Home / Poker News April 2011 / A look back at PokerStars’ Sunday Storm
A look back at PokerStars’ Sunday Storm
Posted by: James Carter. - Sun, 2011-04-03 11:39
Last Sunday, PokerStars’ quarter million guaranteed was turned into the Sunday Storm. The $10 buy-in event featured a $1 million guarantee for the first time ever thus guaranteeing the eventual winner a single haul of $200k. Needless to say, the opportunity to fight for a share of a $1 million prize-pool for as little as $10 drew a huge starting field. The 113,770 players who entered the event combined buy-ins for a prize-pool that shot right past the guarantee. The winner of the event, Uvelir888, won more than $200k too: he took home $210,531.
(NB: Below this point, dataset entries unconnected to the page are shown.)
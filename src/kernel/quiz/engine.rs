use serde::{Deserialize, Serialize};

use super::answers::*;
use super::weights::{score, BundleScores};
use crate::kernel::catalog::BundleId;

/// Which stage of the cascade produced the recommendation.
#[derive(Debug, Clone, Copy, PartialEq, Eq, Serialize, Deserialize)]
pub enum Tier {
    /// Hard override, rules 1..=6.
    Override { rule: u8 },
    /// Secondary match, rules 7..=13.
    Secondary { rule: u8 },
    /// No rule matched; weighted scores decided.
    Weighted(BundleScores),
}

#[derive(Debug, Clone, Copy, PartialEq, Eq, Serialize, Deserialize)]
pub struct Recommendation {
    pub bundle: BundleId,
    pub tier: Tier,
}

struct Rule {
    number: u8,
    bundle: u8,
    applies: fn(&QuizAnswers) -> bool,
}

// Atoms. Every comparison against an absent answer is false, including `≠`.

fn is_experience(a: &QuizAnswers, v: Experience) -> bool {
    a.experience == Some(v)
}

fn is_tech(a: &QuizAnswers, v: TechField) -> bool {
    a.tech_field == Some(v)
}

fn is_scale(a: &QuizAnswers, v: ProjectScale) -> bool {
    a.project_scale == Some(v)
}

fn is_dev(a: &QuizAnswers, v: DevStyle) -> bool {
    a.dev_style == Some(v)
}

fn is_visual(a: &QuizAnswers, v: VisualStyle) -> bool {
    a.visual_style == Some(v)
}

fn is_focus(a: &QuizAnswers, v: FocusArea) -> bool {
    a.focus_area == Some(v)
}

fn tech_is_not(a: &QuizAnswers, v: TechField) -> bool {
    matches!(a.tech_field, Some(t) if t != v)
}

fn scale_is_not(a: &QuizAnswers, v: ProjectScale) -> bool {
    matches!(a.project_scale, Some(s) if s != v)
}

// Tier 1

fn cloud_expert(a: &QuizAnswers) -> bool {
    is_tech(a, TechField::CloudAi) && is_experience(a, Experience::Expert)
}

fn cloud_advanced(a: &QuizAnswers) -> bool {
    is_tech(a, TechField::CloudAi) && is_experience(a, Experience::Advanced)
}

fn gentle_beginner(a: &QuizAnswers) -> bool {
    is_experience(a, Experience::Beginner) && gentle_setup(a)
}

fn gentle_setup(a: &QuizAnswers) -> bool {
    is_visual(a, VisualStyle::Subtle)
        && is_scale(a, ProjectScale::Personal)
        && is_dev(a, DevStyle::Minimal)
}

fn seasoned_cyberpunk(a: &QuizAnswers) -> bool {
    is_visual(a, VisualStyle::Cyberpunk)
        && (is_experience(a, Experience::Advanced) || is_experience(a, Experience::Expert))
}

fn flashy_speed(a: &QuizAnswers) -> bool {
    is_visual(a, VisualStyle::Flashy) && is_focus(a, FocusArea::CodingSpeed)
}

fn flashy_debugging(a: &QuizAnswers) -> bool {
    is_visual(a, VisualStyle::Flashy) && is_focus(a, FocusArea::Debugging)
}

// Tier 2

/// Beginners who did not pick exactly the gentle setup. The negation only
/// holds when all three guarded answers are present.
fn companion_fallback(a: &QuizAnswers) -> bool {
    let guarded_known = a.visual_style.is_some() && a.project_scale.is_some() && a.dev_style.is_some();
    (is_experience(a, Experience::Beginner) && guarded_known && !gentle_setup(a))
        || (is_experience(a, Experience::Intermediate)
            && is_tech(a, TechField::Frontend)
            && is_visual(a, VisualStyle::Subtle))
}

fn hacker_fallback(a: &QuizAnswers) -> bool {
    is_dev(a, DevStyle::Customizable)
        || (is_visual(a, VisualStyle::Cyberpunk) && is_experience(a, Experience::Intermediate))
        || (is_experience(a, Experience::Beginner) && is_visual(a, VisualStyle::Cyberpunk))
}

fn guardian_fallback(a: &QuizAnswers) -> bool {
    (is_dev(a, DevStyle::Enterprise) && is_visual(a, VisualStyle::Subtle))
        || (is_focus(a, FocusArea::CodeQuality) && is_visual(a, VisualStyle::Subtle))
}

fn debugger_fallback(a: &QuizAnswers) -> bool {
    (is_experience(a, Experience::Advanced)
        && is_tech(a, TechField::Backend)
        && is_focus(a, FocusArea::Debugging))
        || (is_visual(a, VisualStyle::Flashy) && is_tech(a, TechField::Backend))
}

fn team_fallback(a: &QuizAnswers) -> bool {
    is_dev(a, DevStyle::Enterprise)
        || (is_scale(a, ProjectScale::LargeEnterprise) && is_focus(a, FocusArea::Integration))
        || (is_visual(a, VisualStyle::Moderate) && scale_is_not(a, ProjectScale::Personal))
}

fn architect_fallback(a: &QuizAnswers) -> bool {
    (is_experience(a, Experience::Expert) && tech_is_not(a, TechField::CloudAi))
        || (is_dev(a, DevStyle::Comprehensive) && is_experience(a, Experience::Advanced))
        || (is_tech(a, TechField::Fullstack) && is_experience(a, Experience::Expert))
}

fn alchemist_fallback(a: &QuizAnswers) -> bool {
    is_tech(a, TechField::CloudAi)
        || (is_experience(a, Experience::Expert) && is_dev(a, DevStyle::Customizable))
        || (is_focus(a, FocusArea::CodingSpeed) && is_experience(a, Experience::Expert))
        || (is_focus(a, FocusArea::CodingSpeed) && is_visual(a, VisualStyle::Cyberpunk))
}

const HARD_OVERRIDES: &[Rule] = &[
    Rule { number: 1, bundle: 8, applies: cloud_expert },
    Rule { number: 2, bundle: 7, applies: cloud_advanced },
    Rule { number: 3, bundle: 1, applies: gentle_beginner },
    Rule { number: 4, bundle: 3, applies: seasoned_cyberpunk },
    Rule { number: 5, bundle: 2, applies: flashy_speed },
    Rule { number: 6, bundle: 5, applies: flashy_debugging },
];

const SECONDARY_MATCHES: &[Rule] = &[
    Rule { number: 7, bundle: 1, applies: companion_fallback },
    Rule { number: 8, bundle: 3, applies: hacker_fallback },
    Rule { number: 9, bundle: 4, applies: guardian_fallback },
    Rule { number: 10, bundle: 5, applies: debugger_fallback },
    Rule { number: 11, bundle: 6, applies: team_fallback },
    Rule { number: 12, bundle: 7, applies: architect_fallback },
    Rule { number: 13, bundle: 8, applies: alchemist_fallback },
];

fn first_match(rules: &[Rule], answers: &QuizAnswers) -> Option<(u8, BundleId)> {
    rules
        .iter()
        .find(|rule| (rule.applies)(answers))
        .and_then(|rule| BundleId::new(rule.bundle).ok().map(|id| (rule.number, id)))
}

/// Pure: answers -> bundle. First matching rule wins, weighted scores last.
/// Never fails, whatever is missing from `answers`.
pub fn recommend(answers: &QuizAnswers) -> Recommendation {
    if let Some((rule, bundle)) = first_match(HARD_OVERRIDES, answers) {
        return Recommendation { bundle, tier: Tier::Override { rule } };
    }

    if let Some((rule, bundle)) = first_match(SECONDARY_MATCHES, answers) {
        return Recommendation { bundle, tier: Tier::Secondary { rule } };
    }

    let scores = score(answers);
    Recommendation {
        bundle: scores.best(),
        tier: Tier::Weighted(scores),
    }
}

pub fn best_bundle(answers: &QuizAnswers) -> BundleId {
    recommend(answers).bundle
}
The event attracted more than 100k players, and it thus got past a major mile-stone, becoming the second ever
online poker event which was not a freeroll to garner a starting field of more than 100 thousands players.
Such a large starting field is rather daunting, isn’t it? After all, the winner needs to survive all those throngs of contestants who are just as adamant to advance as he is. Given that it lasted a total of 11 hours and 2 minutes, the Sunday Storm saw a massive 117 players hit the rail every minute, which means that 3 players were bounced every second. Not so daunting now, is it? Such large scale events have a way of taking care of the competition in a surprisingly efficient manner.
For the winner of the event, the return on investment (ROI) was an out of this world number: in order to pocket $210,531, he only needed to invest $10. That translates into a ROI of 1,913,825%. ROI-wise, the event was arguably one of the biggest in history. By comparison, the 2010
WSOP offered Jonathan Duhamel a ROI of 89,343%, not a bad number, but nowhere near the Sunday Storm’s.
Many
PokerStars pros finished in the money in the Sunday Storm, but none of them deep enough to take down a prize of any significance. Dennis Phillips was the highest finishing pro and he only took down $56.88 for his 1,165th place.